I did, however, watch American Symphony, the documentary about musician Jon Batiste and writer Suleika Jaouad. This perhaps, if anything, contributed to my sadness: it is a study in the starkest contrasts, this movie, about how Batiste’s meteoric “rise” came with the return of Jaouad’s second Leukemia diagnosis and bone marrow transplant. But within the sadness, there was also joy, or perhaps it was awe, witnessing both of their utter devotion to their art, the way one can see music-making — art-making — as a spiritual practice, as a means of survival.
This is one thing that’s been lost for me in these times of endless texts and emails and “have you heard the latest?” and news that pings its way not only onto my phone but stamps itself on my heart long after I’ve closed the tab: the willingness, the reminder to make art. To not just take in endless “content” but to also leave ourselves the space to be and make and dream and process.
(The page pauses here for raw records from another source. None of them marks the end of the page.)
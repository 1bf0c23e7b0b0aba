//! Core data models for queries, responses and publication records.

mod publication;
pub mod response;
mod search;

pub use publication::{
    AuthorMatch, AuthorRecord, DisambiguatedPublication, JournalInfo, PublicationRecord,
};
pub use response::{as_sequence, ContentKind, RawResponse};
pub use search::{
    clamp_page_size, AdvancedSearchResult, AuthorSearch, AuthorSearchResult, PageOptions,
    ResultType, SearchFilters, SearchPage, SearchQuery, SortBy, DEFAULT_PAGE_SIZE,
    INITIAL_CURSOR_MARK, MAX_PAGE_SIZE,
};
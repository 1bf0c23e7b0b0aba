//! Author name disambiguation by fuzzy scoring.
//!
//! A candidate author string is scored against a target name by taking the
//! best of four similarity metrics over normalized names, then adding a bonus
//! when both names, as written, have the same initials. Scores are clipped to
//! 100 before being compared with the threshold.

use crate::client::ClientError;
use crate::models::{AuthorMatch, DisambiguatedPublication, PublicationRecord};
use crate::utils::fuzzy::{partial_ratio, ratio, token_set_ratio, token_sort_ratio};

/// Name tokens dropped during normalization (compared without `.` and `,`)
pub const NAME_SUFFIXES: [&str; 8] = ["jr", "sr", "ii", "iii", "iv", "phd", "md", "dr"];

/// Points added when candidate and target initials are identical
pub const INITIALS_BONUS: u8 = 10;

/// Threshold used by [`AuthorDisambiguator::match_authors`] callers that
/// have no preference
pub const DEFAULT_THRESHOLD: u8 = 80;

/// Lowercase a name, collapse whitespace and drop honorifics and suffixes
pub fn normalize_name(name: &str) -> String {
    name.to_lowercase()
        .split_whitespace()
        .filter(|token| !is_suffix(token))
        .collect::<Vec<_>>()
        .join(" ")
}

/// First letter of each whitespace-separated token, uppercased
pub fn extract_initials(name: &str) -> String {
    name.split_whitespace()
        .filter_map(|token| token.chars().find(|c| c.is_alphabetic()))
        .flat_map(char::to_uppercase)
        .collect()
}

fn is_suffix(token: &str) -> bool {
    let bare = token.trim_matches(|c| c == '.' || c == ',');
    NAME_SUFFIXES.contains(&bare)
}

/// A validated target name, normalized once per call.
///
/// Initials come from the name as given, so suffixes such as `Jr` still
/// contribute one.
struct Target {
    normalized: String,
    initials: String,
}

impl Target {
    fn parse(name: &str) -> Result<Self, ClientError> {
        if name.trim().is_empty() {
            return Err(ClientError::InvalidArgument(
                "target author name must not be empty".to_string(),
            ));
        }

        let normalized = normalize_name(name);
        if normalized.is_empty() {
            return Err(ClientError::InvalidArgument(format!(
                "target author name {:?} has no usable tokens",
                name
            )));
        }

        let initials = extract_initials(name);
        Ok(Self {
            normalized,
            initials,
        })
    }
}

fn check_threshold(threshold: u8) -> Result<(), ClientError> {
    if threshold > 100 {
        return Err(ClientError::InvalidArgument(format!(
            "threshold must be between 0 and 100, got {}",
            threshold
        )));
    }
    Ok(())
}

/// Scores candidate author strings against a target name
///
/// Stateless apart from its bonus setting; safe to share between tasks.
#[derive(Debug, Clone, Copy, PartialEq, Eq)]
pub struct AuthorDisambiguator {
    initials_bonus: u8,
}

impl Default for AuthorDisambiguator {
    fn default() -> Self {
        Self {
            initials_bonus: INITIALS_BONUS,
        }
    }
}

impl AuthorDisambiguator {
    pub fn new() -> Self {
        Self::default()
    }

    pub fn with_initials_bonus(initials_bonus: u8) -> Self {
        Self { initials_bonus }
    }

    pub fn initials_bonus(&self) -> u8 {
        self.initials_bonus
    }

    /// Check a target name and threshold without scoring anything
    pub fn validate(&self, target: &str, threshold: u8) -> Result<(), ClientError> {
        Target::parse(target)?;
        check_threshold(threshold)
    }

    /// Score one candidate against `target`
    pub fn score(&self, target: &str, candidate: &str) -> Result<u8, ClientError> {
        let target = Target::parse(target)?;
        Ok(self.score_against(&target, candidate))
    }

    /// Candidates scoring at least `threshold`, best first.
    ///
    /// Candidates with equal scores keep their input order.
    pub fn match_authors<S: AsRef<str>>(
        &self,
        target: &str,
        candidates: &[S],
        threshold: u8,
    ) -> Result<Vec<AuthorMatch>, ClientError> {
        let target = Target::parse(target)?;
        check_threshold(threshold)?;
        Ok(self.rank(&target, candidates, threshold))
    }

    /// Publications with at least one qualifying author, best match first.
    ///
    /// Each surviving publication carries every qualifying author and the
    /// best of their scores. Publications with equal best scores keep their
    /// input order; the input records are not modified.
    pub fn filter_publications(
        &self,
        target: &str,
        publications: &[PublicationRecord],
        threshold: u8,
    ) -> Result<Vec<DisambiguatedPublication>, ClientError> {
        let target = Target::parse(target)?;
        check_threshold(threshold)?;

        let mut kept: Vec<DisambiguatedPublication> = publications
            .iter()
            .filter_map(|publication| {
                let author_matches =
                    self.rank(&target, &publication.author_names(), threshold);
                let best_match_score = author_matches.first()?.score;
                Some(DisambiguatedPublication {
                    publication: publication.clone(),
                    author_matches,
                    best_match_score,
                })
            })
            .collect();

        kept.sort_by(|a, b| b.best_match_score.cmp(&a.best_match_score));

        tracing::debug!(
            target = %target.normalized,
            threshold,
            kept = kept.len(),
            total = publications.len(),
            "Disambiguated publications"
        );
        Ok(kept)
    }

    fn rank<S: AsRef<str>>(
        &self,
        target: &Target,
        candidates: &[S],
        threshold: u8,
    ) -> Vec<AuthorMatch> {
        let mut matches: Vec<AuthorMatch> = candidates
            .iter()
            .filter_map(|candidate| {
                let candidate = candidate.as_ref();
                let score = self.score_against(target, candidate);
                (score >= threshold).then(|| AuthorMatch {
                    candidate: candidate.to_string(),
                    score,
                })
            })
            .collect();

        matches.sort_by(|a, b| b.score.cmp(&a.score));
        matches
    }

    fn score_against(&self, target: &Target, candidate: &str) -> u8 {
        let normalized = normalize_name(candidate);
        let a = target.normalized.as_str();
        let b = normalized.as_str();

        let similarity = ratio(a, b)
            .max(partial_ratio(a, b))
            .max(token_sort_ratio(a, b))
            .max(token_set_ratio(a, b));

        let initials = extract_initials(candidate);
        let bonus = if !initials.is_empty() && initials == target.initials {
            self.initials_bonus
        } else {
            0
        };

        similarity.saturating_add(bonus).min(100)
    }
}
I say this not because the answer to anything is to Make Art Not War (though I do believe this, to my very core), but because I think I’ve forgotten that it’s even possible, that there’s actually a longing somewhere in here, beyond the immediacy of today’s panic. That none of us are intake machines. That I can close the tabs on my computer and pick up my notebook. Write a few words. That I can lie on the floor and listen to music. That I can sit on my kid’s bed and doodle with her. That these things are living. That we are human beings, alive.
Sending love,
Abs xo
It sure ain't easy raising kids in this consumption-oriented world.
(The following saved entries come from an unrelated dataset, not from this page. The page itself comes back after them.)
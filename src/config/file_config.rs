//! Configuration file support for the europepmc client.
//!
//! # Configuration File Format
//!
//! ```toml
//! [client]
//! base_url = "https://www.ebi.ac.uk/europepmc/webservices/rest"
//! requests_per_second = 10.0
//! burst = 1
//! timeout_secs = 30
//! max_attempts = 3
//! backoff_base_ms = 1000
//!
//! [disambiguation]
//! default_threshold = 80
//! initials_bonus = 10
//!
//! [logging]
//! level = "info"
//! format = "json"
//! ```

use serde::{Deserialize, Serialize};
use std::path::{Path, PathBuf};

use super::ClientConfig;
use crate::utils::disambiguation::{DEFAULT_THRESHOLD, INITIALS_BONUS};

/// File searched for in the working directory
pub const LOCAL_CONFIG_FILE: &str = "europepmc.toml";

/// Configuration file structure
#[derive(Debug, Clone, Default, PartialEq, Serialize, Deserialize)]
pub struct ConfigFile {
    #[serde(default)]
    pub client: ClientConfig,

    #[serde(default)]
    pub disambiguation: DisambiguationConfig,

    #[serde(default)]
    pub logging: LoggingConfig,
}

/// Author matching settings
#[derive(Debug, Clone, PartialEq, Eq, Serialize, Deserialize)]
pub struct DisambiguationConfig {
    /// Threshold for offline matching when none is given
    #[serde(default = "default_threshold")]
    pub default_threshold: u8,

    #[serde(default = "default_initials_bonus")]
    pub initials_bonus: u8,
}

impl Default for DisambiguationConfig {
    fn default() -> Self {
        Self {
            default_threshold: default_threshold(),
            initials_bonus: default_initials_bonus(),
        }
    }
}

fn default_threshold() -> u8 {
    DEFAULT_THRESHOLD
}

fn default_initials_bonus() -> u8 {
    INITIALS_BONUS
}

/// Logging configuration
#[derive(Debug, Clone, PartialEq, Eq, Serialize, Deserialize)]
pub struct LoggingConfig {
    #[serde(default = "default_log_level")]
    pub level: String,

    /// `json` for structured output; anything else is human-readable
    #[serde(default)]
    pub format: Option<String>,
}

impl Default for LoggingConfig {
    fn default() -> Self {
        Self {
            level: default_log_level(),
            format: None,
        }
    }
}

impl LoggingConfig {
    pub fn is_json(&self) -> bool {
        self.format
            .as_deref()
            .is_some_and(|format| format.eq_ignore_ascii_case("json"))
    }
}

fn default_log_level() -> String {
    "info".to_string()
}

impl ConfigFile {
    /// Render as TOML, in the layout [`load_config`](super::load_config) reads
    pub fn to_toml(&self) -> Result<String, ConfigFileError> {
        toml::to_string_pretty(self).map_err(|e| ConfigFileError::Serialize(e.to_string()))
    }

    /// Save configuration to a TOML file, creating parent directories
    pub fn save(&self, path: &Path) -> Result<(), ConfigFileError> {
        let content = self.to_toml()?;

        if let Some(parent) = path.parent().filter(|parent| !parent.as_os_str().is_empty()) {
            std::fs::create_dir_all(parent).map_err(|e| ConfigFileError::Io(e.to_string()))?;
        }
        std::fs::write(path, content).map_err(|e| ConfigFileError::Io(e.to_string()))
    }
}

/// Locate a configuration file.
///
/// Checks `./europepmc.toml`, then `<config dir>/europepmc/config.toml`.
pub fn find_config_file() -> Option<PathBuf> {
    let local = PathBuf::from(LOCAL_CONFIG_FILE);
    if local.is_file() {
        return Some(local);
    }

    user_config_file().filter(|path| path.is_file())
}

/// `<config dir>/europepmc/config.toml`, whether or not it exists
pub fn user_config_file() -> Option<PathBuf> {
    dirs::config_dir().map(|dir| dir.join("europepmc").join("config.toml"))
}

/// Configuration file errors
#[derive(Debug, thiserror::Error)]
pub enum ConfigFileError {
    #[error("IO error: {0}")]
    Io(String),

    #[error("Serialize error: {0}")]
    Serialize(String),
}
My own youngest (much older than yours) has just walked in and said she realizes she doesn't *actually* need a fancy name-brand water bottle for Chanuka (though the name-brand leggings remain on the wish-list. Little by little...). Lists really help. Kids can write it all down with no environmental or economic consequences. It's a kind of possession even if the actual thing fails to materialize. Same for myself really.
Agree with you completely re the 'return' of some of the hostages (as though they had been borrowed; as if there were some legitimacy to it all). Relief yes, joy no.
Sending love and chickpeas
This was beautifully written. The emotions and feelings in this piece really spoke to me. I’ve felt the same tension of wanting to buy (to be seen? control? be beautiful?) (my own feelings, not yours) and struggled with how it is paired up beside so much that we cannot control and can barely see. Thank you for writing this.